Take The Picture - Photographing Your Family | Hemel Hempstead
Every Wednesday I have the very important job of collecting my niece Rosie from school.
It generally involves a trip to Sainsburys for some kind of snack or magazine and then home to watch The Worst Witch and pretend we work in a cafe/school/dance academy.
She quite happily spends the couple of hours we have together jumping around my house, flinging herself off of furniture with one main rule - Don't Hurt Yourself!
Every now and then I decided to up my 'Aunty Game' and plan an activity. At Halloween we made decorations (thank you Pinterest), at Christmas we made snowman decorations (thank you left over ghost cotton wool) and today we tea stained paper to write potions on because she's being Hermione for World Book Day tomorrow.
These are all lovely little memories that I'll have with her.

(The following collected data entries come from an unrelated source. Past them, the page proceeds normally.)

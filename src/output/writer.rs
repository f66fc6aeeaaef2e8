//! Dart file writing

use crate::error::{Error, Result};
use crate::schema::file_stem;
use std::io::ErrorKind;
use std::path::Path;
use tokio::fs::{self, OpenOptions};
use tokio::io::AsyncWriteExt;
use tracing::info;

/// `UserInfo` → `user_info.dart`
pub fn dart_file_name(class: &str) -> String {
    format!("{}.dart", file_stem(class))
}

/// `// GENERATED BY \`cmd args\``
pub fn provenance_line(cmd: &str, args: &str) -> String {
    if args.is_empty() {
        format!("// GENERATED BY `{cmd}`")
    } else {
        format!("// GENERATED BY `{cmd} {args}`")
    }
}

/// Prepend the provenance comment to generated code
pub fn with_provenance(code: &str, cmd: &str, args: &str) -> String {
    format!("{}\n\n{code}", provenance_line(cmd, args))
}

/// Write `code` to `path`
///
/// An existing file is only replaced with `force`. Missing parent
/// directories are created.
pub async fn write_code(path: &Path, code: &str, force: bool) -> Result<()> {
    if let Some(parent) = path.parent().filter(|p| !p.as_os_str().is_empty()) {
        fs::create_dir_all(parent).await?;
    }

    let mut options = OpenOptions::new();
    options.write(true);
    if force {
        options.create(true).truncate(true);
    } else {
        options.create_new(true);
    }

    let mut file = options.open(path).await.map_err(|e| {
        if e.kind() == ErrorKind::AlreadyExists {
            Error::Other(format!(
                "{} already exists, use --force to overwrite",
                path.display()
            ))
        } else {
            Error::Io(e)
        }
    })?;
    file.write_all(code.as_bytes()).await?;
    file.flush().await?;

    info!(path = %path.display(), bytes = code.len(), "wrote dart file");
    Ok(())
}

The thing with memories is that we tend to forget those little funny details. Those things that really capture what she is like as a grown up 7 year old.
So last week, after deciding it would a great idea to make cupcakes, I got out my camera and documented everything (and I mean everything).
These images capture so many things. Her inventive spelling, her choice of coloured pens, her giant pencil, pencil case (we all had one of them at some point right?!) The fact that she needs a step ladder to see the worktop and that she needs to use both hands to steady the electric mixer. Her lack of co-ordination meaning cake mix went literally everywhere.
Does it matter that my house isn't immaculate? Nope. Because my house isn't immaculate. It's the house we lived in, with the dog and the mayhem we had at that time of our lives when Rosie was 7.
So take the picture. It doesn't have to be perfect - in fact it's better if it's not. Real isn't perfect.
Take the picture.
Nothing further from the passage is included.